As a start, game console manufacturers are an example of organizations which must distribute proprietary hardware on a limited basis to developers. Their programs generally look something like this:
- Development studios who would like development hardware (say XBox360 devkits) must first apply to become part of the developers program. This involves providing credentials (a publishing contract for example), and then signing a NDA. They are then given access to a private development area, forums, support group, etc., and are allowed to purchase hardware through the developers program. The hardware is not theirs, they must agree to send it back in 5 years or so when no longer needed, but if it breaks it will be fixed without charge.
This could be adjusted to fit OLPC's open nature as follows:
- Developers who would like an XO must first apply to become part of the developers program. This involves providing credentials (a resume), contact information and a project plan. They are then sent one free XO, and are allowed to purchase a fixed number (3?) of additional XOs at cost after signing and returning an agreement not to resell XOs acquired through the developer program. The XOs are theirs to keep. Development groups (e.g. research labs) may apply using the same system, and will be granted a larger (9?) fixed purchase amount. Larger purchase requests will be handled on an individual basis.
Questions
- Can we legally hold people to not resell XOs they receive through the developers program? I'm concerned after seeing G1G1 XOs on EBay for $400, some people might try to take advantage of the developer program.
Please add reference to Development Wiki
Perhaps you could say something like this:
If your interest is primarily on doing some systems level or applications level coding, then join one of the projects on our Hosting Wiki.
photos
You might want to add a link to this photo gallery. It shows how one developer set it up inside an old 286 case. There appear to be two boards in the photos but one is a photo explaining all the interface connectors.
http://daemons.gr/gallery/v/100laptop/
Hosting Wiki moved - please fix
The hosting wiki has moved to another machine. Please fix the link on the main page. I fixed it above. sakai
LAPTOP.ORG PEOPLE, please fix hosting link!!!

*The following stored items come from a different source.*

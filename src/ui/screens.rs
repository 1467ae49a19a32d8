use std::collections::HashSet;

use rand::Rng;

use crate::models::{Playlist, PlaylistId, Song};
use crate::store::LibraryStore;

/// Clamp-move helper shared by every vertical list.
fn offset_selection(selected: usize, len: usize, offset: isize) -> usize {
    if len == 0 {
        return 0;
    }
    (selected as isize + offset).clamp(0, len as isize - 1) as usize
}

/// The Songs tab: the whole library, optionally filtered by a search query.
pub(crate) struct SongListScreen {
    pub(crate) filter: Option<String>,
    pub(crate) songs: Vec<Song>,
    pub(crate) selected: usize,
}

impl SongListScreen {
    pub(crate) fn new(store: &LibraryStore) -> Self {
        let mut screen = Self {
            filter: None,
            songs: Vec::new(),
            selected: 0,
        };
        screen.refresh(store);
        screen
    }

    /// Re-run the current filter against the store.
    pub(crate) fn refresh(&mut self, store: &LibraryStore) {
        self.songs = match &self.filter {
            Some(query) => store.search_songs(query),
            None => store.songs().to_vec(),
        };
        self.ensure_in_bounds();
    }

    pub(crate) fn set_filter(&mut self, filter: Option<String>, store: &LibraryStore) {
        self.filter = filter.filter(|query| !query.trim().is_empty());
        self.selected = 0;
        self.refresh(store);
    }

    pub(crate) fn has_filter(&self) -> bool {
        self.filter.is_some()
    }

    pub(crate) fn current_song(&self) -> Option<&Song> {
        self.songs.get(self.selected)
    }

    pub(crate) fn move_selection(&mut self, offset: isize) {
        self.selected = offset_selection(self.selected, self.songs.len(), offset);
    }

    pub(crate) fn select_first(&mut self) {
        self.selected = 0;
    }

    pub(crate) fn select_last(&mut self) {
        self.selected = self.songs.len().saturating_sub(1);
    }

    fn ensure_in_bounds(&mut self) {
        if self.songs.is_empty() {
            self.selected = 0;
        } else if self.selected >= self.songs.len() {
            self.selected = self.songs.len() - 1;
        }
    }
}

/// The Home tab only tracks which "Recently Added" row is highlighted.
#[derive(Default)]
pub(crate) struct HomeScreen {
    pub(crate) selected: usize,
}

impl HomeScreen {
    pub(crate) fn move_selection(&mut self, offset: isize, len: usize) {
        self.selected = offset_selection(self.selected, len, offset);
    }

    pub(crate) fn clamp(&mut self, len: usize) {
        self.selected = offset_selection(self.selected, len, 0);
    }
}

/// Selection state for the playlist grid, including multi-select mode.
#[derive(Default)]
pub(crate) struct PlaylistGridState {
    pub(crate) selected: usize,
    pub(crate) selecting: bool,
    pub(crate) marked: HashSet<PlaylistId>,
}

impl PlaylistGridState {
    pub(crate) fn move_by(&mut self, offset: isize, len: usize) {
        if len == 0 {
            self.selected = 0;
            return;
        }
        let next = self.selected as isize + offset;
        if (0..len as isize).contains(&next) {
            self.selected = next as usize;
        }
    }

    pub(crate) fn toggle_selecting(&mut self) -> bool {
        self.selecting = !self.selecting;
        if !self.selecting {
            self.marked.clear();
        }
        self.selecting
    }

    pub(crate) fn toggle_mark(&mut self, id: PlaylistId) {
        if !self.marked.remove(&id) {
            self.marked.insert(id);
        }
    }

    /// Drop marks for playlists that no longer exist and keep the cursor on a
    /// card.
    pub(crate) fn retain_existing(&mut self, playlists: &[Playlist]) {
        let live: HashSet<PlaylistId> = playlists.iter().map(|playlist| playlist.id).collect();
        self.marked.retain(|id| live.contains(id));
        if playlists.is_empty() {
            self.selected = 0;
        } else if self.selected >= playlists.len() {
            self.selected = playlists.len() - 1;
        }
    }
}

/// One playlist opened from the grid.
pub(crate) struct PlaylistDetailScreen {
    pub(crate) playlist: Playlist,
    pub(crate) songs: Vec<Song>,
    /// Membership positions of `songs`; empty while shuffled.
    positions: Vec<usize>,
    pub(crate) shuffled: bool,
    pub(crate) selected: usize,
}

impl PlaylistDetailScreen {
    pub(crate) fn new(playlist: Playlist, store: &LibraryStore) -> Self {
        let mut screen = Self {
            playlist,
            songs: Vec::new(),
            positions: Vec::new(),
            shuffled: false,
            selected: 0,
        };
        screen.load_ordered(store);
        screen
    }

    /// Reload from the store. Returns `false` when the playlist is gone. Any
    /// shuffled view is discarded because membership may have changed.
    pub(crate) fn refresh(&mut self, store: &LibraryStore) -> bool {
        let Some(playlist) = store.playlist(self.playlist.id) else {
            return false;
        };
        self.playlist = playlist;
        self.load_ordered(store);
        self.selected = offset_selection(self.selected, self.songs.len(), 0);
        true
    }

    pub(crate) fn shuffle<R: Rng + ?Sized>(&mut self, store: &LibraryStore, rng: &mut R) {
        self.songs = store.shuffled_songs_in_playlist(self.playlist.id, rng);
        self.positions.clear();
        self.shuffled = true;
        self.selected = 0;
    }

    fn load_ordered(&mut self, store: &LibraryStore) {
        let (positions, songs) = store
            .playlist_entries(self.playlist.id)
            .into_iter()
            .unzip();
        self.positions = positions;
        self.songs = songs;
        self.shuffled = false;
    }

    pub(crate) fn current_song(&self) -> Option<&Song> {
        self.songs.get(self.selected)
    }

    /// Membership position of the highlighted row. `None` in shuffled order.
    pub(crate) fn current_position(&self) -> Option<usize> {
        self.positions.get(self.selected).copied()
    }

    pub(crate) fn move_selection(&mut self, offset: isize) {
        self.selected = offset_selection(self.selected, self.songs.len(), offset);
    }
}

#[cfg(test)]
mod tests {
    use rand::rngs::StdRng;
    use rand::SeedableRng;

    use super::*;
    use crate::seed::SeedCatalog;

    fn store() -> LibraryStore {
        LibraryStore::new(SeedCatalog {
            songs: vec![
                Song::new("Midnight Drive", "Nova"),
                Song::new("Golden Hour", "Aria"),
                Song::new("Night Market", "Juno"),
            ],
            playlists: Vec::new(),
        })
    }

    #[test]
    fn song_list_filter_and_bounds() {
        let mut store = store();
        let mut screen = SongListScreen::new(&store);
        screen.select_last();
        assert_eq!(screen.selected, 2);

        screen.set_filter(Some("night".to_string()), &store);
        assert_eq!(screen.songs.len(), 2);
        screen.select_last();

        let last = screen.current_song().unwrap().id;
        store.delete_song(last);
        screen.refresh(&store);
        assert_eq!(screen.songs.len(), 1);
        assert_eq!(screen.selected, 0);

        screen.set_filter(Some("   ".to_string()), &store);
        assert!(!screen.has_filter());
        assert_eq!(screen.songs.len(), 2);
    }

    #[test]
    fn grid_marks_are_pruned() {
        let mut store = store();
        let gym = store.create_playlist("Gym", None).unwrap();
        let chill = store.create_playlist("Chill", None).unwrap();
        let mut grid = PlaylistGridState::default();
        grid.toggle_selecting();
        grid.toggle_mark(gym.id);
        grid.toggle_mark(chill.id);
        grid.move_by(1, 2);

        store.delete_playlists(&HashSet::from([chill.id]));
        grid.retain_existing(&store.playlists());

        assert_eq!(grid.marked, HashSet::from([gym.id]));
        assert_eq!(grid.selected, 0);
        assert!(!grid.toggle_selecting());
        assert!(grid.marked.is_empty());
    }

    #[test]
    fn grid_moves_stay_inside() {
        let mut grid = PlaylistGridState::default();
        grid.move_by(-1, 3);
        assert_eq!(grid.selected, 0);
        grid.move_by(4, 3);
        assert_eq!(grid.selected, 0);
        grid.move_by(2, 3);
        assert_eq!(grid.selected, 2);
    }

    #[test]
    fn detail_refresh_resets_shuffle_and_detects_deletion() {
        let mut store = store();
        let list = store.create_playlist("Mix", None).unwrap();
        for song in store.songs().to_vec() {
            store.add_song_to_playlist(&song, list.id);
        }
        let mut detail = PlaylistDetailScreen::new(store.playlist(list.id).unwrap(), &store);
        detail.shuffle(&store, &mut StdRng::seed_from_u64(1));
        assert!(detail.shuffled);
        assert_eq!(detail.current_position(), None);

        assert!(detail.refresh(&store));
        assert!(!detail.shuffled);
        assert_eq!(detail.current_position(), Some(0));
        assert_eq!(detail.songs, store.songs_in_playlist(list.id));

        store.delete_playlists(&HashSet::from([list.id]));
        assert!(!detail.refresh(&store));
    }
}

- done Walter 14:16, 7 July 2006 (EDT)
Hardware Developers' Program
Are there any intellectual property restrictions to a private firm beginning production of these machines? Are the details of the Hardware specification available in machine-readable format?
I would like to start a Production Commons to begin independent development of this hardware (including modified versions) as soon as possible. Are the design specifications Free as in Freedom so that we may proceed? Ownut
BIOS section should be revised for LinuxBIOS
This page should contain a link to Upgrading_to_LinuxBIOS rather than saying that people shouldn't mess with their BIOSes.
SELinux
SELinux vs 0-day attacks is uninteresting. Attacks which would normally succeed will still succeed under SELinux control, with limited privileges; some possibilities:
- Burn CPU until power goes out (but it dies as well)
- Kill other user processes (i.e. the Web browser being used to take a test)
- Infect the user's account (i.e. if we break in through Firefox or something) and start on every log-in
- Destroy user data
- Constantly write to flash, until it starts to suffer infant mortality (several weeks/months of this maybe, but still bad; plus we're killing power)
Deploying other enhancements like stronger address randomization and stack smash protection will help this in general. Ptmalloc (in glibc) is hardened against heap corruption and double-free() already.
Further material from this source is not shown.